# [TASK TO CARRY OUT]
Once you have checked each line below, report only the number of lines that contain the word "step".

# [INFORMATION PROVIDED]
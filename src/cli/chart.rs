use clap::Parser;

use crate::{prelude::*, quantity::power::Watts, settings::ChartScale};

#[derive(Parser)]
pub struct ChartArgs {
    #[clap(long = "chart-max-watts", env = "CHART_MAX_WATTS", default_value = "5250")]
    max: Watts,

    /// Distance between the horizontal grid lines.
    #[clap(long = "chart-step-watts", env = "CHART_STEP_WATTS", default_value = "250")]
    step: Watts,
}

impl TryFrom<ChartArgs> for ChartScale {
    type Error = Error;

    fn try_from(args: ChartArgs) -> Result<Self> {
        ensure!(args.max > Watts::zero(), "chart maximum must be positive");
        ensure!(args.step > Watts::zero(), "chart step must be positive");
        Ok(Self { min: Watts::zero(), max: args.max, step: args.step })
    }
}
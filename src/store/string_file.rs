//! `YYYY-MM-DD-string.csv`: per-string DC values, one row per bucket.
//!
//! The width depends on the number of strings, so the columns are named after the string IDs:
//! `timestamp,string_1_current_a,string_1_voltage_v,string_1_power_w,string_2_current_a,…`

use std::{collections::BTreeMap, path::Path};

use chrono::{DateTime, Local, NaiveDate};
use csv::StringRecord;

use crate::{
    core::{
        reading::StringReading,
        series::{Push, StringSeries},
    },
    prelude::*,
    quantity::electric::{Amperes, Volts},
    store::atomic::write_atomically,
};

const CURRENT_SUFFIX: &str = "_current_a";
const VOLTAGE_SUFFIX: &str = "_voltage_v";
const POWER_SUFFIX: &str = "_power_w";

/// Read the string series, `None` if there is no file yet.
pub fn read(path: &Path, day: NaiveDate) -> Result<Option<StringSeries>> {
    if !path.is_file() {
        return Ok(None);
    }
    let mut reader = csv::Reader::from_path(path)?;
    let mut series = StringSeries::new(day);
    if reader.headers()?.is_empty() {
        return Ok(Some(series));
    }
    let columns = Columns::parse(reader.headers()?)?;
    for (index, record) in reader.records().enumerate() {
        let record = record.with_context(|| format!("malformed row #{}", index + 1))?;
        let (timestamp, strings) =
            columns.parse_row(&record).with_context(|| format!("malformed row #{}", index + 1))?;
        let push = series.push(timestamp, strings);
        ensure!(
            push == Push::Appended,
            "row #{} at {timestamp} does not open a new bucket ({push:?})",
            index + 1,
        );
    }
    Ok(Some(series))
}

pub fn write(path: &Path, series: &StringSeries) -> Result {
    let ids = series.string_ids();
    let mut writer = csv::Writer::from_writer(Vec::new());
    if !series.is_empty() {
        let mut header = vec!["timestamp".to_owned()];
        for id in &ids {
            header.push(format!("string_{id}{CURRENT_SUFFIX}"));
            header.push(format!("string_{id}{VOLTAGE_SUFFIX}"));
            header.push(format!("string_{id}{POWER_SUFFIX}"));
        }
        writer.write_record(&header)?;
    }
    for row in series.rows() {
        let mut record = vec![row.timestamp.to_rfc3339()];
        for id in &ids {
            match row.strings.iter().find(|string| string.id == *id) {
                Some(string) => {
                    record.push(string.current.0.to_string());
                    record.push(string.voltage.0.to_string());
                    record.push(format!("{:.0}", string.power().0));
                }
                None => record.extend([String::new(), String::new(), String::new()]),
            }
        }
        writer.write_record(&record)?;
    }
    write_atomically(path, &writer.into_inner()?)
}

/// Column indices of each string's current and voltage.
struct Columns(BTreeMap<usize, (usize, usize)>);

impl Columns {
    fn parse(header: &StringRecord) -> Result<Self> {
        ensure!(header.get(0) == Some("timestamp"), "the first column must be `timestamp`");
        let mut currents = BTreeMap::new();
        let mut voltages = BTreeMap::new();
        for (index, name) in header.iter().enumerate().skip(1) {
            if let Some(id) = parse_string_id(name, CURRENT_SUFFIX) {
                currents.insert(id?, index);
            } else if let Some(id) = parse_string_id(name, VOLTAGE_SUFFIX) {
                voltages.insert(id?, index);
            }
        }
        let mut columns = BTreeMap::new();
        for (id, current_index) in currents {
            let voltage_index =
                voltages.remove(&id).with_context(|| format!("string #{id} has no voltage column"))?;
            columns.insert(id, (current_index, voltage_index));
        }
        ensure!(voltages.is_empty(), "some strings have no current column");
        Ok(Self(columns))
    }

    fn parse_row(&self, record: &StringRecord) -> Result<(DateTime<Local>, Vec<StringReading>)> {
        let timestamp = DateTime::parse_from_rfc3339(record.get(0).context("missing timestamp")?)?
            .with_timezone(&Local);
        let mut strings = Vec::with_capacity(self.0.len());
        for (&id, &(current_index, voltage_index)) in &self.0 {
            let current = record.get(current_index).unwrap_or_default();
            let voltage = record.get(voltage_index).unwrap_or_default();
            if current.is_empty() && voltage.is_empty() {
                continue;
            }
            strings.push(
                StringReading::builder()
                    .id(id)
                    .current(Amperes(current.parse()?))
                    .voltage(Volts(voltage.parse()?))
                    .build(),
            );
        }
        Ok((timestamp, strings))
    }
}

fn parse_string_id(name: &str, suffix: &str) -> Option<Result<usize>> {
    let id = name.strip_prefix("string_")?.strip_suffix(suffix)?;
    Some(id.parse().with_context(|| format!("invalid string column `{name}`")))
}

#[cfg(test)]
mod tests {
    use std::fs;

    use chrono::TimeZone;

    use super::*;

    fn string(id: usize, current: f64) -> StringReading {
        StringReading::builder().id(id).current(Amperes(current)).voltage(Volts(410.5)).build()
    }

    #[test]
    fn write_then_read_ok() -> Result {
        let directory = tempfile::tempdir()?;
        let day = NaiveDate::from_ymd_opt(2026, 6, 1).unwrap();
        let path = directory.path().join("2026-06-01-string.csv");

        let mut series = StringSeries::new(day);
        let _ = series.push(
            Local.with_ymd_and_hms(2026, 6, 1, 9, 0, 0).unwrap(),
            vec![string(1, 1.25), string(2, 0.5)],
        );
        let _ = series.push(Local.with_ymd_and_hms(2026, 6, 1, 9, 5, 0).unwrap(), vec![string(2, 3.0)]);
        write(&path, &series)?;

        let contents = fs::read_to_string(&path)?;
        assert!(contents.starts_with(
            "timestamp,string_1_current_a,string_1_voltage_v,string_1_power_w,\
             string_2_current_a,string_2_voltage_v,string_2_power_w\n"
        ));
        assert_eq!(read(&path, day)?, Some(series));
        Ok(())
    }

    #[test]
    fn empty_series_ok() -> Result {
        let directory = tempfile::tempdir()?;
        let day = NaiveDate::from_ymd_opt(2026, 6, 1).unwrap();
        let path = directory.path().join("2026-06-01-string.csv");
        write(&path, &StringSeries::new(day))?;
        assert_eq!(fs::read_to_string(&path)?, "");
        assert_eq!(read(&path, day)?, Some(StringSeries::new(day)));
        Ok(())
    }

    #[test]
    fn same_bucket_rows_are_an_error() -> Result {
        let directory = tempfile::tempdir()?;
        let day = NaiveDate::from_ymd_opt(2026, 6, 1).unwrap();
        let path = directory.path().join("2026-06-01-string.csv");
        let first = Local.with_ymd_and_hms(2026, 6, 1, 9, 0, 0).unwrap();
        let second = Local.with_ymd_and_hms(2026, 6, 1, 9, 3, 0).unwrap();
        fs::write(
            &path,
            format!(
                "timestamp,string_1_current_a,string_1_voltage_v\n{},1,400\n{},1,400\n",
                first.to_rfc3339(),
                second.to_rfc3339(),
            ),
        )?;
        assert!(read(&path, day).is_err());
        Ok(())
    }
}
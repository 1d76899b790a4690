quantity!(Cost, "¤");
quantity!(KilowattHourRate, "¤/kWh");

* * *

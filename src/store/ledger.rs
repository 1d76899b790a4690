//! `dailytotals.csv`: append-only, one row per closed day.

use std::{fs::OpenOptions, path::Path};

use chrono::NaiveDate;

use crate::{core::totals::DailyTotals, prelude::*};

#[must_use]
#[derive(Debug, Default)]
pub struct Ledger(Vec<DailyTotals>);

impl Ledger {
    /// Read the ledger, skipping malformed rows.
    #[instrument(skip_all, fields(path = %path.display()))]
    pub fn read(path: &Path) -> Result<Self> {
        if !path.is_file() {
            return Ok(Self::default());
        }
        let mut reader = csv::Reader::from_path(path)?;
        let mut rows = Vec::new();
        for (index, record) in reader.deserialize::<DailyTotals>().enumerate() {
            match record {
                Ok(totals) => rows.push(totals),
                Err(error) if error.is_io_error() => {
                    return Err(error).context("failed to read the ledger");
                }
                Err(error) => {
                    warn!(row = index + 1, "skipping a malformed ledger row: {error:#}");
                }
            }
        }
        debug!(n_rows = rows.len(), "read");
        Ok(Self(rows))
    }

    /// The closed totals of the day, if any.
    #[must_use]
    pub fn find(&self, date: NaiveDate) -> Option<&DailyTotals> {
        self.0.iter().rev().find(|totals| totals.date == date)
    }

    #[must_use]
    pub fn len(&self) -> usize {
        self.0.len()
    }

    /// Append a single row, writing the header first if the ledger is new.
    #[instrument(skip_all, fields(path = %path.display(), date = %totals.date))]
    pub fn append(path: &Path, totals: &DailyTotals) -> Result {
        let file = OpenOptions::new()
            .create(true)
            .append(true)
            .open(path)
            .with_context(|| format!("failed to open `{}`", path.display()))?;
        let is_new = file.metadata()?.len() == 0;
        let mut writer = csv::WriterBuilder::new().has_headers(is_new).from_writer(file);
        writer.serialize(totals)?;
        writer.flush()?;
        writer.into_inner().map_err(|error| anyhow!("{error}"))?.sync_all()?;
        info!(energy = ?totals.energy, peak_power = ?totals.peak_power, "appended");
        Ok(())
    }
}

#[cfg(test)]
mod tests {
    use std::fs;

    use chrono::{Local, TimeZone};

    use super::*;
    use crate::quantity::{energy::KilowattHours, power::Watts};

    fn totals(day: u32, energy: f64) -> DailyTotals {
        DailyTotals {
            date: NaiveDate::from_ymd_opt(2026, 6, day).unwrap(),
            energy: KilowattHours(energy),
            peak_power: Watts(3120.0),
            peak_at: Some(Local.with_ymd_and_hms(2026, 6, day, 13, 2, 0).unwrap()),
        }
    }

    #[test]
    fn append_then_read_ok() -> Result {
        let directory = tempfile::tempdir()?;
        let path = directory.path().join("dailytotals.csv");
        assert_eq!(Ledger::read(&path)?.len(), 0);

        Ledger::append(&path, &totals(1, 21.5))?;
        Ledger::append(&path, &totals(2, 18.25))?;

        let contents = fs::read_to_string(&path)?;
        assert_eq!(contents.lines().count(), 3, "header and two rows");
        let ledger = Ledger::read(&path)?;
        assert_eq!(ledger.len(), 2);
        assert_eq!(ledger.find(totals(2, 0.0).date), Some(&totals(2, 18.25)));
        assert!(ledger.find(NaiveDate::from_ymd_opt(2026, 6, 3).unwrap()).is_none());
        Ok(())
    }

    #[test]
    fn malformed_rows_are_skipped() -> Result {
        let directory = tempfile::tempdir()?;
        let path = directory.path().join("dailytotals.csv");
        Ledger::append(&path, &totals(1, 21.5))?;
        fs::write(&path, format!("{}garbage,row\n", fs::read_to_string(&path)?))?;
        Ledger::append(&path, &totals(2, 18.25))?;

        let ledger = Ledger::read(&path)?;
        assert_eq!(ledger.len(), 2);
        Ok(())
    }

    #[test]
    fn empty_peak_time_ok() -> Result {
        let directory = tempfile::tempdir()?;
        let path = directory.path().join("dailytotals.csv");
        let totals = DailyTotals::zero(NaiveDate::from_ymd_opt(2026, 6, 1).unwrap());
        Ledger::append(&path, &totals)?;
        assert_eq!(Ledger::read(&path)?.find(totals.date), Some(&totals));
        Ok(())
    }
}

# [RESPONSE AREA]
4